Imagine Swirled Peace, via Amy Lin's Art

Meet the artist this Saturday

Amy Lin starts with a blank white sheet of paper. She grabs her colored pencils, adds a few dots and goes from there. There's no draft and no preconceived ideas.

"I don't normally have an idea of what it's going to look like, so it's all sort of a surprise," Lin said. "It keeps it fresh. It's more fun that way but it's also more risky.

Her new show, "Kinetics," runs through April 24 at Addison/Ripley Fine Art (1670 Wisconsin Ave. N.W.), and Lin herself will appear Saturday, March 27 between 4 and 6 p.m.

The drawings -- swirls of lines and dots -- can mean different things to different people, picking up themes from physics, chemistry or human movement.
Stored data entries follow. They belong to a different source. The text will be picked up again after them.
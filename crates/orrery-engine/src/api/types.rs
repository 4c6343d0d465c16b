/// Handle to a linked shader program owned by a `GraphicsDevice`.
#[derive(Debug, Clone, Copy, PartialEq, Eq, Hash)]
pub struct ProgramId(pub u32);

/// Handle to an uploaded mesh (vertex + index buffers).
#[derive(Debug, Clone, Copy, PartialEq, Eq, Hash)]
pub struct MeshId(pub u32);

/// Handle to an uploaded texture.
/// The image behind it is decoded by the host; the engine only passes the handle through.
#[derive(Debug, Clone, Copy, PartialEq, Eq, Hash)]
pub struct TextureId(pub u32);

/// Vertex attribute slot as reported by the shader compiler.
#[derive(Debug, Clone, Copy, PartialEq, Eq, Hash)]
#[repr(transparent)]
pub struct AttributeLocation(pub u32);

/// Uniform slot handle. Devices map these to their native location objects.
#[derive(Debug, Clone, Copy, PartialEq, Eq, Hash)]
pub struct UniformLocation(pub u32);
"There are some pieces in the show I push that a little more, like 'Sequencing,' which can have a laymen's term, but it also can represent DNA," she said. "The whole idea behind the dots can represent many different things, like molecules or particles, but I think of them as little beings."

Lin adopted the style in 2004, and each piece takes between 50 and 300 hours to complete. But the way she works keeps it all full of surprises. "My mood can influence the colors I choose and also in the way the composition turns out. Although sometimes there's one that goes into the 'never going to be seen by anyone' pile," she said, laughing.